Stored data entries

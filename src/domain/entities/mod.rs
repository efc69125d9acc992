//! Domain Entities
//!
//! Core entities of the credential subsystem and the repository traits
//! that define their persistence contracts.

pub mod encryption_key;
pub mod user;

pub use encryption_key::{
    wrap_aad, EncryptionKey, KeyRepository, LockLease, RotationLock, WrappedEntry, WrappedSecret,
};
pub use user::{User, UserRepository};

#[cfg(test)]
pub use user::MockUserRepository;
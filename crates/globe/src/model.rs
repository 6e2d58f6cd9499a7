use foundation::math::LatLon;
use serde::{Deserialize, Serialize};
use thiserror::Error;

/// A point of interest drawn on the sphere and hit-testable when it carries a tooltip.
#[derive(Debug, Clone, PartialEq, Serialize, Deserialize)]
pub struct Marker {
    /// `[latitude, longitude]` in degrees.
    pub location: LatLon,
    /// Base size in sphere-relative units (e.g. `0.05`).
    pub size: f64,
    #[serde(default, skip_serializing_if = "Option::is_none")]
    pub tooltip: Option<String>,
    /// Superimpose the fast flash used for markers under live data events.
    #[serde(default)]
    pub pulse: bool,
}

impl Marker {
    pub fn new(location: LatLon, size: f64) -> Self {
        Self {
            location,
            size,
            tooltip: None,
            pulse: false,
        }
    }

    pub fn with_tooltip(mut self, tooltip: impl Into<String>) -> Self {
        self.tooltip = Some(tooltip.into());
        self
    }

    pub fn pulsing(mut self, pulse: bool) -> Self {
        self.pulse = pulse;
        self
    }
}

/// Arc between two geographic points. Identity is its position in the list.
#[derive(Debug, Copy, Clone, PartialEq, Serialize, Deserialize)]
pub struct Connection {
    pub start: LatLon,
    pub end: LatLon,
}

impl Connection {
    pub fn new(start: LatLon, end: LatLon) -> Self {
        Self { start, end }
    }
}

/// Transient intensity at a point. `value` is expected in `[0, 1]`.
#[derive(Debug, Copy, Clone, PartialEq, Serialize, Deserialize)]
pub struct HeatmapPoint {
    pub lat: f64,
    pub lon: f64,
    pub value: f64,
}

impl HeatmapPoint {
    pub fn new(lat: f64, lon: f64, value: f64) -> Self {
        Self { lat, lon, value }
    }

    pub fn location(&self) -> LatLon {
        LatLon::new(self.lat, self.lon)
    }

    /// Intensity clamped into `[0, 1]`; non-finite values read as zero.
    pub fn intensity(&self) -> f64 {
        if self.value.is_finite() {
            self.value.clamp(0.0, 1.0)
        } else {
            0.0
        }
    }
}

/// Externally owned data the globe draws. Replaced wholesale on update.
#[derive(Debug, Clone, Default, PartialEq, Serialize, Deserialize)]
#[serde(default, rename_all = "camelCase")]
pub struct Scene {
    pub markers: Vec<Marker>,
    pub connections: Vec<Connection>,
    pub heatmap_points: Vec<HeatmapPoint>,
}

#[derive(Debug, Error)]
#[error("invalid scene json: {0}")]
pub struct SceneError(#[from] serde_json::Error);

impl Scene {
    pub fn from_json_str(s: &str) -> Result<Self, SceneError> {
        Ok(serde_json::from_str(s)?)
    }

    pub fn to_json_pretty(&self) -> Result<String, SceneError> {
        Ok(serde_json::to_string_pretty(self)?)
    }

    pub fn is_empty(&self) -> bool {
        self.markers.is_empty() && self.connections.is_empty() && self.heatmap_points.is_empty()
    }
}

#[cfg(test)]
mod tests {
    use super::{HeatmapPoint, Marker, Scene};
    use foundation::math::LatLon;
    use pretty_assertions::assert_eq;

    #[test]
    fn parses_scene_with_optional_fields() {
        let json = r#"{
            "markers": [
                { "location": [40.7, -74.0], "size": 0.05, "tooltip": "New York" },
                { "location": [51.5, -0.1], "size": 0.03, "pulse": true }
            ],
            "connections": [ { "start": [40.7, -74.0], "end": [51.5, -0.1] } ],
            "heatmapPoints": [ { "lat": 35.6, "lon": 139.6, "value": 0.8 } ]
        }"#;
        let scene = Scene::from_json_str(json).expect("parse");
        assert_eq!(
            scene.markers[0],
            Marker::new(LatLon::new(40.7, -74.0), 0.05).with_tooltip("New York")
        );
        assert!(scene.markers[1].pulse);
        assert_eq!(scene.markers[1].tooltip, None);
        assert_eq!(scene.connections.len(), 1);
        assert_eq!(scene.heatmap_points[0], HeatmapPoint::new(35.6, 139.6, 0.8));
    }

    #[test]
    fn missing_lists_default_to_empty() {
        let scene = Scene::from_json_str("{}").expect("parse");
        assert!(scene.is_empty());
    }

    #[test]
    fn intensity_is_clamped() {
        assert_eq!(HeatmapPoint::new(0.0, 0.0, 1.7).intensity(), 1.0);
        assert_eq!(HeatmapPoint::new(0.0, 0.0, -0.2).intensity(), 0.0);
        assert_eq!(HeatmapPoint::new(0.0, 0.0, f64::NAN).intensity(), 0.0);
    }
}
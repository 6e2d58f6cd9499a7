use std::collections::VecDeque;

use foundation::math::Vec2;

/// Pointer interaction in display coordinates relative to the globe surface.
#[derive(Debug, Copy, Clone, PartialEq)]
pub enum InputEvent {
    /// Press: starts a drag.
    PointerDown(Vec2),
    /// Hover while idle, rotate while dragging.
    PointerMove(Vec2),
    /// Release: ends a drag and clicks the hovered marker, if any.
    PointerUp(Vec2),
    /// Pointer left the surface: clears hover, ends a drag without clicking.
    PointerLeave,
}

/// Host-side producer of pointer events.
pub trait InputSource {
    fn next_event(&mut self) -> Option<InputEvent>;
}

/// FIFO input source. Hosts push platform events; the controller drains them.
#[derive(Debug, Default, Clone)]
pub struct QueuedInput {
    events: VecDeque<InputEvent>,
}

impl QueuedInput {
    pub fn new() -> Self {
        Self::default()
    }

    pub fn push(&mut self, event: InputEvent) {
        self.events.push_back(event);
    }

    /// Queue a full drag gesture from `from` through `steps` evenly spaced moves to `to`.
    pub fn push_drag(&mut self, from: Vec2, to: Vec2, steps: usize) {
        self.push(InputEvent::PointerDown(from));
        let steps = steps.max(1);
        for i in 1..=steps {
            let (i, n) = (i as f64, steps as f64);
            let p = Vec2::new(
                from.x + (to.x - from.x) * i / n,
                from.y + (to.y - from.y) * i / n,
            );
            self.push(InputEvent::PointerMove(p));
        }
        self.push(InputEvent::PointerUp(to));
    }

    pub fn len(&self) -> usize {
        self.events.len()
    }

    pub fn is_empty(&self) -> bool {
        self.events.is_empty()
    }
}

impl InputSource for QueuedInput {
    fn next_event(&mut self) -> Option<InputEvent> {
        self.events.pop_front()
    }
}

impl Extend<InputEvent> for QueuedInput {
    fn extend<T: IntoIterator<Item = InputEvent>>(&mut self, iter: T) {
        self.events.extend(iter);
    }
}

[EXERCISE OBJECTIVE] Which lines hold the word "York"? Copy each of them from the records.

[REPLY]
                { "location": [40.7, -74.0], "size": 0.05, "tooltip": "New York" },
            Marker::new(LatLon::new(40.7, -74.0), 0.05).with_tooltip("New York")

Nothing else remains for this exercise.